Causes of hypoferremia

Serum iron levels in Shetland Ponies with experimentally-induced acute inflammation (commencing day zero) compared to normal control animals. Reproduced with permission from Smith and Cipriano, Vet Pathol. 24:354-356 (1987)

The most common causes of low serum iron are transient variation, inflammatory cytokines (which inhibit iron absorption and prevent iron release into circulation) and iron deficiency (from decreased intake or absorption or blood loss).

• Random transient variation in a healthy subject: In dogs, this is related to fluctuations in endogenous cortisol levels.
• Decreased absorption or intake: Absorption,which occurs in the duodenum, is influenced by pH, vitamin C, hepcadin (decreases), copper (an essential component of haephestin, which permits release of iron from intestinal cells), dietary content (e.g. milk is low in iron) and intestinal disease.
• Increased loss: Since much of the body's iron stores are found in red blood cells (hemoglobin), chronic persistent external hemorrhage will result in iron deficiency. This type of blood loss usually occurs from the gastrointestinal, urinary, reproductive and respiratory tracts (e.g. epistaxis).
• Sequestration: Iron is sequestered within cells (typically iron storage cells such as macrophages or hepatocytes) in inflammatory or chronic disease states or (sometimes) portosystemic shunts.
  • Inflammation: Low iron is due to inflammatory cytokine-induced synthesis of ferritin and hepcidin. Interleukins (IL-1, IL-6, TNFα) stimulate apoferritin synthesis resulting in sequestration of iron within macrophages. This decreases iron values in plasma and increases iron stores. Hepcidin is a key mediator of low iron and subsequently the anemia of inflammatory disease in inflammatory or chronic disease states. Hepcidin is an antimicrobrial protein produced in the liver. It negatively regulates iron absorption in the intestine and iron release from macrophages. Hepcidin mRNA synthesis is stimulated by TNFα and IL-6. High values inhibit iron absorption and decrease iron release from macrophages. Studies done at Cornell University have shown that low iron in serum or plasma is a sensitive marker of acute inflammation in horses (see Borges et al 2007).
  • Portosystemic shunts: Iron appears to be sequestered in hepatocytes in some animals, resulting in low iron stores and microcytosis.
• Unknown mechanisms or miscellaneous:
  • Corticosteroids: Causes decreased iron (as much as half) in cattle.
  • Mild trauma: Iron levels can decrease quickly even in relatively mild/acute injuries and trivial infections (eg, colds in humans).

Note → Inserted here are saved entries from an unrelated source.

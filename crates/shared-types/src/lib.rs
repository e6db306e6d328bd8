//! # Shared Types Crate
//!
//! Types that cross subsystem boundaries in the donation core.
//!
//! ## Design Principles
//!
//! - **Single Source of Truth**: identifiers, the item read model and the
//!   store error type are defined once here.
//! - **Validated Identifiers**: `UserId` and `ItemId` can only be built through
//!   `parse`, so every engine receives well-formed ids.
//! - **Identity Is Resolved Once**: the transport resolves a [`Caller`] and the
//!   engines only ever see that value.

pub mod entities;
pub mod errors;
pub mod identity;
pub mod security;

pub use entities::*;
pub use errors::*;
pub use identity::Caller;
pub use security::{current_timestamp, SessionError, SessionVerifier};
//! Points routes.

use super::{parse_body, AppState, RawBody};
use crate::domain::{ApiError, ApiResult, AwardResponse, BalanceResponse, ItemRef};
use axum::extract::State;
use axum::{Extension, Json};
use dc_03_points::PointsError;
use dc_telemetry::{metric_inc, HistogramTimer, POINTS_AWARDS};
use shared_types::Caller;

/// Awards the caller for a given item. Repeats answer `awarded: false`.
pub async fn award(
    State(state): State<AppState>,
    Extension(caller): Extension<Caller>,
    body: RawBody,
) -> ApiResult<Json<AwardResponse>> {
    let _timer = HistogramTimer::route("/points/award");
    let req: ItemRef = parse_body(&caller, body)?;
    let item_id = req.item_id.unwrap_or_default();

    match state.points.award_for_item(&caller, &item_id).await {
        Ok(outcome) => {
            metric_inc!(POINTS_AWARDS, &[outcome.as_str()]);
            Ok(Json(AwardResponse {
                success: true,
                awarded: outcome.awarded(),
            }))
        }
        Err(e) => {
            if matches!(e, PointsError::AwardFailed(_)) {
                metric_inc!(POINTS_AWARDS, &["failed"]);
            }
            Err(ApiError::from(e))
        }
    }
}

pub async fn balance(
    State(state): State<AppState>,
    Extension(caller): Extension<Caller>,
) -> ApiResult<Json<BalanceResponse>> {
    let _timer = HistogramTimer::route("/points/balance");
    let balance = state.points.balance(&caller).await?;
    Ok(Json(BalanceResponse {
        success: true,
        points: balance.points,
        donations: balance.donations,
        rank: balance.rank,
    }))
}
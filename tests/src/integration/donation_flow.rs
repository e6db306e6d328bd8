//! # Donation Flow
//!
//! A giver lists an item, marks it given and claims points. The store's
//! award procedure is the only thing standing between a retry and a second
//! credit.

#[cfg(test)]
mod tests {
    use crate::fixtures::{caller, item, user, Node};
    use dc_03_points::{AwardOutcome, PointsApi, PointsError};
    use dc_04_store::LedgerPolicy;
    use dc_02_reports::ReportLimits;
    use shared_types::{ItemId, ItemStatus};

    #[tokio::test]
    async fn test_list_give_award_award_again() {
        let node = Node::new();
        let alice = caller("alice");
        node.list(item("sofa", "alice", ItemStatus::Available)).await;

        // Not given yet.
        let err = node.points.award_for_item(&alice, "sofa").await.unwrap_err();
        assert!(matches!(err, PointsError::InvalidState { .. }));
        assert_eq!(node.store.award_count(), 0);

        // The listing subsystem marks it given.
        node.list(item("sofa", "alice", ItemStatus::Given)).await;

        let first = node.points.award_for_item(&alice, "sofa").await.unwrap();
        assert_eq!(first, AwardOutcome::Credited { points: 10 });

        let second = node.points.award_for_item(&alice, "sofa").await.unwrap();
        assert_eq!(second, AwardOutcome::AlreadyAwarded);

        let balance = node.points.balance(&alice).await.unwrap();
        assert_eq!(balance.points, 10);
        assert_eq!(balance.donations, 1);
        assert_eq!(node.store.award_count(), 1);

        let record = node
            .store
            .award_for(&ItemId::parse("sofa").unwrap())
            .unwrap();
        assert_eq!(record.giver_id, user("alice"));
    }

    #[tokio::test]
    async fn test_other_user_cannot_claim_given_item() {
        let node = Node::new();
        node.list(item("lamp", "alice", ItemStatus::Given)).await;

        let err = node
            .points
            .award_for_item(&caller("bob"), "lamp")
            .await
            .unwrap_err();
        assert_eq!(err, PointsError::Forbidden);

        // The owner can still claim afterwards.
        let outcome = node
            .points
            .award_for_item(&caller("alice"), "lamp")
            .await
            .unwrap();
        assert!(outcome.awarded());
    }

    #[tokio::test]
    async fn test_campaign_donations_earn_bonus() {
        let node = Node::new();
        node.list(item("coat", "alice", ItemStatus::Given).with_campaign("winter-drive"))
            .await;

        let outcome = node
            .points
            .award_for_item(&caller("alice"), "coat")
            .await
            .unwrap();
        assert_eq!(outcome, AwardOutcome::Credited { points: 15 });
    }

    #[tokio::test]
    async fn test_rank_climbs_with_donations() {
        let node = Node::with(LedgerPolicy::default(), ReportLimits::disabled());
        let alice = caller("alice");

        for n in 0..5 {
            let id = format!("item-{n}");
            node.list(item(&id, "alice", ItemStatus::Given)).await;
            node.points.award_for_item(&alice, &id).await.unwrap();
        }

        let balance = node.points.balance(&alice).await.unwrap();
        assert_eq!(balance.points, 50);
        assert_eq!(balance.donations, 5);
        assert_eq!(balance.rank, "Helper");
    }

    #[tokio::test]
    async fn test_reverting_status_does_not_allow_second_credit() {
        let node = Node::new();
        let alice = caller("alice");
        node.list(item("desk", "alice", ItemStatus::Given)).await;
        node.points.award_for_item(&alice, "desk").await.unwrap();

        node.list(item("desk", "alice", ItemStatus::Available)).await;
        let err = node.points.award_for_item(&alice, "desk").await.unwrap_err();
        assert!(matches!(err, PointsError::InvalidState { .. }));

        node.list(item("desk", "alice", ItemStatus::Given)).await;
        let again = node.points.award_for_item(&alice, "desk").await.unwrap();
        assert_eq!(again, AwardOutcome::AlreadyAwarded);
        assert_eq!(node.points.balance(&alice).await.unwrap().points, 10);
    }
}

This may be cytokine-mediated.
  • Malnutrition: This can also decrease serum iron in cattle, by unknown mechanisms.

• Random transient variation in normal subject
• Iron overload: Oral or parenteral overdosage, repeated transfusions, primary hemochromatosis which occurs in Mynah birds and some breeds of cattle.
• Release from intracellular stores: The liver is one of the major storage sites of iron, where iron is seen in Kupffer cells and in hepatocytes. In some cases of necrotizing hepatitis, high iron levels (with 100% transferrin saturation) will be seen. This can be a marker of hepatic necrosis in dogs and horses.
• Increased red cell turnover: Iron is turned over rapidly each day, as part of normal red blood cell turnover (destruction of effete red blood cells). If there is excessive red blood cell turnover in the peripheral blood or in the bone marrow, high iron levels (with high % transferrin saturation) may be seen. This occurs in hemolytic anemias or disordered/abnormal erythropoiesis, such as primary myelodysplasia or ineffective erythropoiesis.
• Decreased erythropoiesis: Since red blood cells are the main utilizers of iron (to make hemoglobin), decreased or absent erythroid progenitors in marrow may result in incresaed serum iron, e.g. bone marrow aplasia/hypoplasia)a
• Miscellaneous:
  • Corticosteroid excess (exogenous or endogenous): Causes increased serum iron (up to 2x) in horses and dogs.